Issue Date: July 10, 2006
Patterned Tapes Fold Into Devices
Current microfabrication techniques are ideal for making linear or two-dimensional planar objects, but three-dimensional objects are a challenge. Most fabrication techniques lead only to specific types of 3-D structures.
A method that harnesses the tools of planar fabrication to make 3-D objects with arbitrary shapes now has been described by chemistry professor George M. Whitesides, graduate student Derek A. Bruzewicz, and coworkers at Harvard University (J. Am. Chem. Soc., published online June 29, dx.doi.org/10.1021/ja062973q).
"Investment in planar microfabrication has been too large, and the technology has grown too sophisticated and effective to abandon for an entirely new technology that might only marginally improve 3-D fabrication," the researchers write.
The researchers were inspired by the folding of biological molecules such as proteins, which have linear structures that dictate how they will fold. "Proteins fold by having a 'tape' with the information for folding coded in shapes—amino acids—and 'sticky' regions-hydrogen bonds and hydrophobic regions," Whitesides says. "The underlying concept is the same, although the tape that we work with is very much simplified.
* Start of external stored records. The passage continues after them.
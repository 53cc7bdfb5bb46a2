//! Error taxonomy for the remote representation layer
//!
//! Every failure a caller can observe falls into exactly one variant of
//! [`Error`]. Transport failures carry enough detail for the caller to pick a
//! retry policy; nothing in this layer retries on its own.

use crate::snapshot::SerializableErrorInfo;
use serde::{Deserialize, Serialize};
use std::fmt;
use thiserror::Error;

/// Result type for remote representation operations
pub type Result<T> = std::result::Result<T, Error>;

/// Errors surfaced by origins, snapshots, wrappers, plans and code locations
#[derive(Error, Debug, Clone, PartialEq)]
pub enum Error {
    /// Worker unreachable, handshake failed, or timed out while connecting
    #[error("{0}")]
    Connection(ConnectionError),

    /// Transport failure in the middle of a request
    #[error("Failed to fetch from code location {location}: {message}")]
    SnapshotFetch { location: String, message: String },

    /// Payload does not match a supported schema or is corrupt
    #[error("{0}")]
    SnapshotDeserialization(DeserializationError),

    /// A name is absent from an otherwise valid snapshot
    #[error("{kind} not found: {name}")]
    NotFound { kind: EntityKind, name: String },

    /// Worker-side failure while resolving definitions
    #[error("Error in user code: {}", .0.to_string_with_stack())]
    UserCode(SerializableErrorInfo),

    /// Run configuration does not satisfy the job's declared schema
    #[error("Invalid run config for job {job_name}: {}", format_violations(.violations))]
    InvalidConfig {
        job_name: String,
        violations: Vec<ConfigViolation>,
    },

    /// Definition bug discovered while building an execution plan
    #[error("Could not build execution plan for job {job_name}: {message}")]
    PlanConstruction { job_name: String, message: String },
}

impl Error {
    /// Create a not-found error
    pub fn not_found<S: Into<String>>(kind: EntityKind, name: S) -> Self {
        Error::NotFound {
            kind,
            name: name.into(),
        }
    }

    /// Create a snapshot fetch error
    pub fn fetch<L: Into<String>, M: Into<String>>(location: L, message: M) -> Self {
        Error::SnapshotFetch {
            location: location.into(),
            message: message.into(),
        }
    }

    /// Create a connection error
    pub fn connection<L: Into<String>, M: Into<String>>(
        location: L,
        kind: ConnectionErrorKind,
        message: M,
    ) -> Self {
        Error::Connection(ConnectionError {
            location: location.into(),
            kind,
            message: message.into(),
        })
    }

    /// Create a timeout error for the named location
    pub fn timeout<L: Into<String>>(location: L, operation: &str, after: std::time::Duration) -> Self {
        Error::connection(
            location,
            ConnectionErrorKind::Timeout,
            format!("{} timed out after {:?}", operation, after),
        )
    }

    /// Create a plan construction error
    pub fn plan<J: Into<String>, M: Into<String>>(job_name: J, message: M) -> Self {
        Error::PlanConstruction {
            job_name: job_name.into(),
            message: message.into(),
        }
    }

    /// Create a corrupt payload error
    pub fn corrupt<M: Into<String>>(message: M) -> Self {
        Error::SnapshotDeserialization(DeserializationError::Corrupt(message.into()))
    }

    /// Check if the caller may retry the same request against the same worker
    pub fn is_retryable(&self) -> bool {
        match self {
            Error::Connection(err) => err.kind != ConnectionErrorKind::VersionMismatch,
            Error::SnapshotFetch { .. } => true,

            Error::SnapshotDeserialization(_)
            | Error::NotFound { .. }
            | Error::UserCode(_)
            | Error::InvalidConfig { .. }
            | Error::PlanConstruction { .. } => false,
        }
    }

    /// Check if this error was produced by a caller-supplied timeout expiring
    pub fn is_timeout(&self) -> bool {
        matches!(
            self,
            Error::Connection(ConnectionError {
                kind: ConnectionErrorKind::Timeout,
                ..
            })
        )
    }

    /// Check if this error reflects a definition or config bug
    pub fn is_fatal(&self) -> bool {
        matches!(
            self,
            Error::InvalidConfig { .. } | Error::PlanConstruction { .. }
        )
    }

    /// Check if this error means the requested name is absent
    pub fn is_not_found(&self) -> bool {
        matches!(self, Error::NotFound { .. })
    }
}

/// Details of a failed connection attempt
#[derive(Debug, Clone, PartialEq, Eq)]
pub struct ConnectionError {
    /// Name of the code location
    pub location: String,

    /// Failure category
    pub kind: ConnectionErrorKind,

    /// Human readable detail
    pub message: String,
}

impl fmt::Display for ConnectionError {
    fn fmt(&self, f: &mut fmt::Formatter<'_>) -> fmt::Result {
        write!(
            f,
            "Could not reach code location {} ({}): {}",
            self.location,
            self.kind.as_str(),
            self.message
        )
    }
}

/// Why a connection could not be established or kept
#[derive(Debug, Clone, Copy, PartialEq, Eq, Hash)]
pub enum ConnectionErrorKind {
    /// Address refused or process not found
    Unreachable,
    /// A caller-supplied timeout expired
    Timeout,
    /// The worker answered but rejected or garbled the handshake
    Handshake,
    /// Host and worker speak incompatible protocol versions
    VersionMismatch,
    /// A managed worker process exited
    ProcessExited,
}

impl ConnectionErrorKind {
    pub fn as_str(&self) -> &'static str {
        match self {
            ConnectionErrorKind::Unreachable => "unreachable",
            ConnectionErrorKind::Timeout => "timeout",
            ConnectionErrorKind::Handshake => "handshake",
            ConnectionErrorKind::VersionMismatch => "version mismatch",
            ConnectionErrorKind::ProcessExited => "process exited",
        }
    }
}

/// Why a payload could not be turned back into a snapshot
#[derive(Debug, Clone, PartialEq, Eq)]
pub enum DeserializationError {
    /// Payload was written with a schema version outside the readable range
    IncompatibleVersion {
        found: u32,
        min_supported: u32,
        max_supported: u32,
    },

    /// Payload holds a different kind of snapshot than requested
    KindMismatch { expected: String, found: String },

    /// Malformed JSON or fields that do not match the schema
    Corrupt(String),
}

impl fmt::Display for DeserializationError {
    fn fmt(&self, f: &mut fmt::Formatter<'_>) -> fmt::Result {
        match self {
            DeserializationError::IncompatibleVersion {
                found,
                min_supported,
                max_supported,
            } => write!(
                f,
                "Snapshot schema version {} is not supported (supported: {}..={})",
                found, min_supported, max_supported
            ),
            DeserializationError::KindMismatch { expected, found } => write!(
                f,
                "Snapshot kind mismatch: expected {}, found {}",
                expected, found
            ),
            DeserializationError::Corrupt(msg) => write!(f, "Corrupt snapshot payload: {}", msg),
        }
    }
}

/// The kind of entity a lookup was looking for
#[derive(Debug, Clone, Copy, PartialEq, Eq, Hash, Serialize, Deserialize)]
#[serde(rename_all = "snake_case")]
pub enum EntityKind {
    CodeLocation,
    Repository,
    Job,
    Op,
    Asset,
    Resource,
    Preset,
    Schedule,
    Sensor,
    PartitionSet,
    Partition,
    Step,
    Run,
}

impl EntityKind {
    pub fn as_str(&self) -> &'static str {
        match self {
            EntityKind::CodeLocation => "Code location",
            EntityKind::Repository => "Repository",
            EntityKind::Job => "Job",
            EntityKind::Op => "Op",
            EntityKind::Asset => "Asset",
            EntityKind::Resource => "Resource",
            EntityKind::Preset => "Preset",
            EntityKind::Schedule => "Schedule",
            EntityKind::Sensor => "Sensor",
            EntityKind::PartitionSet => "Partition set",
            EntityKind::Partition => "Partition",
            EntityKind::Step => "Step",
            EntityKind::Run => "Run",
        }
    }
}

impl fmt::Display for EntityKind {
    fn fmt(&self, f: &mut fmt::Formatter<'_>) -> fmt::Result {
        f.write_str(self.as_str())
    }
}

/// A single way a run config fails its schema
#[derive(Debug, Clone, PartialEq, Eq, Serialize, Deserialize)]
pub struct ConfigViolation {
    /// Dotted path to the offending value (`ops.extract.config`)
    pub path: String,

    /// What is wrong at that path
    pub message: String,
}

impl ConfigViolation {
    pub fn new<P: Into<String>, M: Into<String>>(path: P, message: M) -> Self {
        Self {
            path: path.into(),
            message: message.into(),
        }
    }
}

impl fmt::Display for ConfigViolation {
    fn fmt(&self, f: &mut fmt::Formatter<'_>) -> fmt::Result {
        if self.path.is_empty() {
            write!(f, "<root>: {}", self.message)
        } else {
            write!(f, "{}: {}", self.path, self.message)
        }
    }
}

/// The definition errors of [`Error`], in a form that crosses process
/// boundaries
///
/// A worker reports these in its reply so the host raises the same variant,
/// with the same entity kind and violations, that a local lookup would.
#[derive(Debug, Clone, PartialEq, Serialize, Deserialize)]
#[serde(tag = "error", rename_all = "snake_case")]
pub enum DefinitionError {
    NotFound {
        kind: EntityKind,
        name: String,
    },
    InvalidConfig {
        job_name: String,
        violations: Vec<ConfigViolation>,
    },
    PlanConstruction {
        job_name: String,
        message: String,
    },
}

impl DefinitionError {
    /// The transferable form of `err`, if it is a definition error
    pub fn from_error(err: &Error) -> Option<Self> {
        match err {
            Error::NotFound { kind, name } => Some(DefinitionError::NotFound {
                kind: *kind,
                name: name.clone(),
            }),
            Error::InvalidConfig {
                job_name,
                violations,
            } => Some(DefinitionError::InvalidConfig {
                job_name: job_name.clone(),
                violations: violations.clone(),
            }),
            Error::PlanConstruction { job_name, message } => {
                Some(DefinitionError::PlanConstruction {
                    job_name: job_name.clone(),
                    message: message.clone(),
                })
            }
            _ => None,
        }
    }
}

impl From<DefinitionError> for Error {
    fn from(err: DefinitionError) -> Self {
        match err {
            DefinitionError::NotFound { kind, name } => Error::NotFound { kind, name },
            DefinitionError::InvalidConfig {
                job_name,
                violations,
            } => Error::InvalidConfig {
                job_name,
                violations,
            },
            DefinitionError::PlanConstruction { job_name, message } => {
                Error::PlanConstruction { job_name, message }
            }
        }
    }
}

fn format_violations(violations: &[ConfigViolation]) -> String {
    violations
        .iter()
        .map(|v| v.to_string())
        .collect::<Vec<_>>()
        .join("; ")
}

#[cfg(test)]
mod tests {
    use super::*;
    use std::time::Duration;

    #[test]
    fn test_retry_classification() {
        let err = Error::connection("loc", ConnectionErrorKind::Unreachable, "refused");
        assert!(err.is_retryable());
        assert!(!err.is_timeout());

        let err = Error::connection("loc", ConnectionErrorKind::VersionMismatch, "v2 vs v1");
        assert!(!err.is_retryable());

        let err = Error::fetch("loc", "stream reset");
        assert!(err.is_retryable());

        let err = Error::SnapshotDeserialization(DeserializationError::IncompatibleVersion {
            found: 9,
            min_supported: 1,
            max_supported: 1,
        });
        assert!(!err.is_retryable());
    }

    #[test]
    fn test_timeout_is_distinguishable() {
        let err = Error::timeout("loc", "GetRepositories", Duration::from_millis(50));
        assert!(err.is_timeout());
        assert!(err.is_retryable());
        assert!(err.to_string().contains("timed out"));
    }

    #[test]
    fn test_not_found_message() {
        let err = Error::not_found(EntityKind::Job, "etl_job");
        assert!(err.is_not_found());
        assert_eq!(err.to_string(), "Job not found: etl_job");
    }

    #[test]
    fn test_user_code_error_keeps_stack() {
        let info = SerializableErrorInfo {
            message: "boom".to_string(),
            cls_name: Some("ValueError".to_string()),
            stack: vec!["  at build_graph\n".to_string()],
            cause: None,
        };
        let err = Error::UserCode(info);
        let msg = err.to_string();
        assert!(msg.contains("boom"));
        assert!(msg.contains("build_graph"));
        assert!(!err.is_retryable());
    }

    #[test]
    fn test_invalid_config_lists_violations() {
        let err = Error::InvalidConfig {
            job_name: "etl_job".to_string(),
            violations: vec![
                ConfigViolation::new("ops.extract.config", "missing required field"),
                ConfigViolation::new("", "expected object"),
            ],
        };
        let msg = err.to_string();
        assert!(msg.contains("ops.extract.config: missing required field"));
        assert!(msg.contains("<root>: expected object"));
        assert!(err.is_fatal());
    }

    #[test]
    fn test_definition_errors_survive_transfer() {
        let errors = vec![
            Error::not_found(EntityKind::PartitionSet, "weekly"),
            Error::InvalidConfig {
                job_name: "etl_job".to_string(),
                violations: vec![
                    ConfigViolation::new("ops.extract.config.limit", "expected int"),
                    ConfigViolation::new("resources", "unexpected field"),
                ],
            },
            Error::plan("etl_job", "op load reads missing output"),
        ];
        for err in errors {
            let transferable = DefinitionError::from_error(&err).unwrap();
            let json = serde_json::to_string(&transferable).unwrap();
            let back: DefinitionError = serde_json::from_str(&json).unwrap();
            assert_eq!(Error::from(back), err);
        }

        assert!(DefinitionError::from_error(&Error::fetch("loc", "reset")).is_none());
        assert!(DefinitionError::from_error(&Error::UserCode(SerializableErrorInfo::new("x"))).is_none());
    }
}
We have shapes and sticky regions."
In Whitesides' method, the shapes are provided by metal patterning on a flexible planar surface, and the sticky regions are made of solder. The researchers start with two strips of Mylar tape. One is patterned with copper and crimped into zigzag shapes. A second flat piece of tape is attached to the first and the metal pattern is dip-coated with solder. The structure is suspended and agitated in water hotter than the melting point of the solder. Analogous to protein folding, the fusion of solder on neighboring faces of the crimped tape minimizes the free energy of the interface between the solder and the water, driving the tape to fold into a 3-D structure. By attaching light-detecting diodes to the uncrimped tape, Whitesides and coworkers construct a device that can detect light from any direction.
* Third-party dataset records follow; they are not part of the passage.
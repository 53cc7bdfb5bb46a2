//! RepresentedJob: the read contract shared by live and historical jobs
//!
//! Execution plan construction depends only on this trait, so it cannot tell
//! whether a job came from a live code location or from run history.

use crate::error::Result;
use crate::job_index::JobIndex;
use crate::snapshot::{ConfigFieldSnap, OpSnap, PartitionSetSnap, ResourceSnap};
use serde::{Deserialize, Serialize};
use std::collections::BTreeSet;

/// Op names plus `(upstream, downstream)` dependency edges
#[derive(Debug, Clone, PartialEq, Eq, Default, Serialize, Deserialize)]
pub struct GraphStructure {
    pub ops: BTreeSet<String>,
    pub edges: BTreeSet<(String, String)>,
}

/// Read-only view of a job's structure
///
/// Implementors supply the job name and its index; every query is answered
/// from the index.
pub trait RepresentedJob: Send + Sync {
    fn name(&self) -> &str;

    fn job_index(&self) -> &JobIndex;

    fn get_graph_structure(&self) -> GraphStructure {
        self.job_index().graph_structure()
    }

    fn get_op(&self, name: &str) -> Result<&OpSnap> {
        self.job_index().get_op(name)
    }

    fn get_resource_defs(&self) -> &[ResourceSnap] {
        self.job_index().get_resource_defs()
    }

    fn get_partition_set(&self, name: &str) -> Result<&PartitionSetSnap> {
        self.job_index().get_partition_set(name)
    }

    fn config_schema(&self) -> &ConfigFieldSnap {
        self.job_index().config_schema()
    }

    fn job_snapshot_id(&self) -> &str {
        self.job_index().job_snapshot_id()
    }

    fn parent_job_snapshot_id(&self) -> Option<&str> {
        self.job_index().parent_job_snapshot_id()
    }

    fn op_selection(&self) -> Option<&[String]> {
        self.job_index().job_snapshot().op_selection.as_deref()
    }

    fn op_names_in_topological_order(&self) -> Vec<String> {
        self.job_index().op_names_in_topological_order()
    }
}
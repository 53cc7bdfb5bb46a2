/*!
 * Error types for the tether binary
 */

use std::fmt;
use std::io;
use std::path::PathBuf;

pub type Result<T> = std::result::Result<T, TetherError>;

/// Exit code constants for structured process exit
pub const EXIT_SUCCESS: i32 = 0;
pub const EXIT_FAILURE: i32 = 1;
pub const EXIT_FATAL: i32 = 2;
pub const EXIT_UNREACHABLE: i32 = 3;

#[derive(Debug)]
pub enum TetherError {
    /// Configuration file missing, unreadable or invalid
    Config(String),

    /// Workspace file could not be read
    ConfigNotFound(PathBuf),

    /// I/O error
    Io(io::Error),

    /// Failure reported by a code location or the snapshot layer
    Location(tether_core::Error),

    /// Generic error with message
    Other(String),
}

impl TetherError {
    /// Get the process exit code for this error
    pub fn exit_code(&self) -> i32 {
        match self {
            TetherError::Config(_) | TetherError::ConfigNotFound(_) => EXIT_FATAL,
            TetherError::Location(tether_core::Error::Connection(_)) => EXIT_UNREACHABLE,
            TetherError::Location(e) if e.is_fatal() || e.is_not_found() => EXIT_FATAL,
            _ => EXIT_FAILURE,
        }
    }

    /// Check if this error is fatal (should not retry)
    pub fn is_fatal(&self) -> bool {
        match self {
            TetherError::Config(_) => true,
            TetherError::ConfigNotFound(_) => true,
            TetherError::Location(e) => !e.is_retryable(),

            TetherError::Io(_) => false,
            TetherError::Other(_) => false,
        }
    }

    /// Hint printed under the error message, if there is a useful one
    pub fn suggestion(&self) -> Option<&'static str> {
        match self {
            TetherError::ConfigNotFound(_) => Some("Pass --config or create tether.toml"),
            TetherError::Location(tether_core::Error::Connection(_)) => {
                Some("Check that the code server is running and reachable")
            }
            TetherError::Location(tether_core::Error::SnapshotDeserialization(_)) => {
                Some("Host and worker may be running different tether versions")
            }
            _ => None,
        }
    }
}

impl fmt::Display for TetherError {
    fn fmt(&self, f: &mut fmt::Formatter<'_>) -> fmt::Result {
        match self {
            TetherError::Config(msg) => {
                write!(f, "Configuration error: {}", msg)
            }
            TetherError::ConfigNotFound(path) => {
                write!(f, "Configuration file not found: {}", path.display())
            }
            TetherError::Io(err) => {
                write!(f, "I/O error: {}", err)
            }
            TetherError::Location(err) => {
                write!(f, "{}", err)
            }
            TetherError::Other(msg) => {
                write!(f, "{}", msg)
            }
        }
    }
}

impl std::error::Error for TetherError {
    fn source(&self) -> Option<&(dyn std::error::Error + 'static)> {
        match self {
            TetherError::Io(err) => Some(err),
            TetherError::Location(err) => Some(err),
            _ => None,
        }
    }
}

impl From<io::Error> for TetherError {
    fn from(err: io::Error) -> Self {
        TetherError::Io(err)
    }
}

impl From<tether_core::Error> for TetherError {
    fn from(err: tether_core::Error) -> Self {
        TetherError::Location(err)
    }
}

impl From<serde_json::Error> for TetherError {
    fn from(err: serde_json::Error) -> Self {
        TetherError::Config(format!("JSON parse error: {}", err))
    }
}

impl From<toml::de::Error> for TetherError {
    fn from(err: toml::de::Error) -> Self {
        TetherError::Config(format!("TOML parse error: {}", err))
    }
}

#[cfg(test)]
mod tests {
    use super::*;
    use tether_core::{ConnectionErrorKind, EntityKind, Error};

    #[test]
    fn test_fatal_errors() {
        assert!(TetherError::Config("test".to_string()).is_fatal());
        assert!(TetherError::ConfigNotFound(PathBuf::from("tether.toml")).is_fatal());
        assert!(TetherError::Location(Error::plan("etl_job", "cycle")).is_fatal());
        assert!(TetherError::Location(Error::not_found(EntityKind::Job, "etl_job")).is_fatal());
    }

    #[test]
    fn test_non_fatal_errors() {
        assert!(!TetherError::Io(io::Error::other("test")).is_fatal());
        assert!(!TetherError::Other("test".to_string()).is_fatal());
        assert!(!TetherError::Location(Error::fetch("etl", "reset")).is_fatal());
        assert!(!TetherError::Location(Error::connection(
            "etl",
            ConnectionErrorKind::Unreachable,
            "refused"
        ))
        .is_fatal());
    }

    #[test]
    fn test_exit_codes() {
        assert_eq!(TetherError::Config("bad".to_string()).exit_code(), EXIT_FATAL);
        assert_eq!(
            TetherError::Location(Error::connection(
                "etl",
                ConnectionErrorKind::Timeout,
                "slow"
            ))
            .exit_code(),
            EXIT_UNREACHABLE
        );
        assert_eq!(
            TetherError::Location(Error::not_found(EntityKind::Repository, "x")).exit_code(),
            EXIT_FATAL
        );
        assert_eq!(
            TetherError::Location(Error::fetch("etl", "reset")).exit_code(),
            EXIT_FAILURE
        );
        assert_eq!(TetherError::Other("x".to_string()).exit_code(), EXIT_FAILURE);
    }

    #[test]
    fn test_error_display() {
        let err = TetherError::ConfigNotFound(PathBuf::from("/etc/tether.toml"));
        assert_eq!(
            err.to_string(),
            "Configuration file not found: /etc/tether.toml"
        );

        let err = TetherError::Location(Error::not_found(EntityKind::Job, "etl_job"));
        assert_eq!(err.to_string(), Error::not_found(EntityKind::Job, "etl_job").to_string());
    }

    #[test]
    fn test_suggestions() {
        assert!(TetherError::ConfigNotFound(PathBuf::from("x")).suggestion().is_some());
        assert!(TetherError::Other("x".to_string()).suggestion().is_none());
    }
}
"Making complicated 3-D microstructures is a very challenging and expensive task based on the existing fabrication techniques," says L. James Lee, a chemical engineer at Ohio State University. "A proper integration of 2-D patterning and the self-folding concept is a very attractive approach to solving this problem because the 2-D patterning techniques in both micro- and nanoscale are well-developed and widely available."
Jennifer A. Lewis, a materials scientist at the University of Illinois, Urbana-Champaign, says Whitesides and coworkers "describe a highly creative method for achieving arbitrary 3-D shapes, which is inspired by biomacromolecular folding. This process must be scaled down for it to be applicable in commercial device fabrication. Nonetheless, their work is an important first step toward creating functional devices by guided self-assembly."